(TASK) Could you give back the listing below exactly, every line included?

****************************************

//! Medir: coverage measurement engine for generated test suites.
//!
//! Medir (Spanish: "to measure") instruments compiled unit images with
//! execution probes, replays discovered test units against them inside an
//! isolated per-session namespace under per-test deadlines, and reduces
//! the recorded execution trace into per-class and per-method coverage
//! counters alongside pass/fail tallies.
//!
//! # Architecture
//!
//! ```text
//! ┌──────────────────────────────────────────────────────────────────┐
//! │                      MEDIR Architecture                          │
//! ├──────────────────────────────────────────────────────────────────┤
//! │   ┌────────────┐    ┌────────────┐    ┌────────────┐             │
//! │   │ Instrument │───►│ Run tests  │───►│ Analyze    │             │
//! │   │ (probes in,│    │ (loader +  │    │ trace,     │             │
//! │   │  originals │    │  deadline  │    │ restore    │             │
//! │   │  captured) │    │  runner)   │    │ originals  │             │
//! │   └────────────┘    └────────────┘    └────────────┘             │
//! └──────────────────────────────────────────────────────────────────┘
//! ```
//!
//! One [`CoverageCollector::measure`] call is one measurement session:
//! probe state, the loader cache, and the execution trace are created when
//! the session arms and discarded when it ends, so consecutive sessions
//! never share unit identity.

#![warn(missing_docs)]
// Lints are configured in workspace Cargo.toml [workspace.lints.clippy]

pub mod analyze;
pub mod collector;
pub mod config;
pub mod container;
pub mod error;
pub mod exec;
pub mod image;
pub mod index;
pub mod instrument;
pub mod loader;
pub mod report;
pub mod reporter;
pub mod runner;
pub mod trace;

pub use analyze::{AnalysisError, TraceAnalyzer};
pub use collector::CoverageCollector;
pub use config::SessionConfig;
pub use container::{DirContainer, UnitContainer};
pub use error::{MedirError, MedirResult};
pub use exec::{ExecutionError, ScriptRunner, TestRunOutcome, TestRunner};
pub use image::{BlockImage, ImageError, MethodImage, ScriptOp, UnitImage, UNIT_EXT};
pub use index::{ImageIndex, MemberIndex, NullIndex};
pub use instrument::{InstrumentError, InstrumentedSet, Instrumenter};
pub use loader::{
    discover_test_units, unit_rel_path, HostResolver, LoadedUnit, ResolveError, SessionLoader,
    SharedHost, TestUnit,
};
pub use report::{
    ClassCoverage, Counter, CounterKind, CounterSet, MethodCoverage, ReportLevel, TestOutcome,
};
pub use reporter::{TextReporter, COVERAGE_TARGET};
pub use runner::{run_with_deadline, CancelToken, RunOutcome};
pub use trace::{ExecutionTrace, ProbeArray, RecorderHandle, TraceRecorder, UnitHits};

****************************************

(ANSWER FOR THE TASK)
//! Medir: coverage measurement engine for generated test suites.
//!
//! Medir (Spanish: "to measure") instruments compiled unit images with
//! execution probes, replays discovered test units against them inside an
//! isolated per-session namespace under per-test deadlines, and reduces
//! the recorded execution trace into per-class and per-method coverage
//! counters alongside pass/fail tallies.
//!
//! # Architecture
//!
//! ```text
//! ┌──────────────────────────────────────────────────────────────────┐
//! │                      MEDIR Architecture                          │
//! ├──────────────────────────────────────────────────────────────────┤
//! │   ┌────────────┐    ┌────────────┐    ┌────────────┐             │
//! │   │ Instrument │───►│ Run tests  │───►│ Analyze    │             │
//! │   │ (probes in,│    │ (loader +  │    │ trace,     │             │
//! │   │  originals │    │  deadline  │    │ restore    │             │
//! │   │  captured) │    │  runner)   │    │ originals  │             │
//! │   └────────────┘    └────────────┘    └────────────┘             │
//! └──────────────────────────────────────────────────────────────────┘
//! ```
//!
//! One [`CoverageCollector::measure`] call is one measurement session:
//! probe state, the loader cache, and the execution trace are created when
//! the session arms and discarded when it ends, so consecutive sessions
//! never share unit identity.

#![warn(missing_docs)]
// Lints are configured in workspace Cargo.toml [workspace.lints.clippy]

pub mod analyze;
pub mod collector;
pub mod config;
pub mod container;
pub mod error;
pub mod exec;
pub mod image;
pub mod index;
pub mod instrument;
pub mod loader;
pub mod report;
pub mod reporter;
pub mod runner;
pub mod trace;

pub use analyze::{AnalysisError, TraceAnalyzer};
pub use collector::CoverageCollector;
pub use config::SessionConfig;
pub use container::{DirContainer, UnitContainer};
pub use error::{MedirError, MedirResult};
pub use exec::{ExecutionError, ScriptRunner, TestRunOutcome, TestRunner};
pub use image::{BlockImage, ImageError, MethodImage, ScriptOp, UnitImage, UNIT_EXT};
pub use index::{ImageIndex, MemberIndex, NullIndex};
pub use instrument::{InstrumentError, InstrumentedSet, Instrumenter};
pub use loader::{
    discover_test_units, unit_rel_path, HostResolver, LoadedUnit, ResolveError, SessionLoader,
    SharedHost, TestUnit,
};
pub use report::{
    ClassCoverage, Counter, CounterKind, CounterSet, MethodCoverage, ReportLevel, TestOutcome,
};
pub use reporter::{TextReporter, COVERAGE_TARGET};
pub use runner::{run_with_deadline, CancelToken, RunOutcome};
pub use trace::{ExecutionTrace, ProbeArray, RecorderHandle, TraceRecorder, UnitHits};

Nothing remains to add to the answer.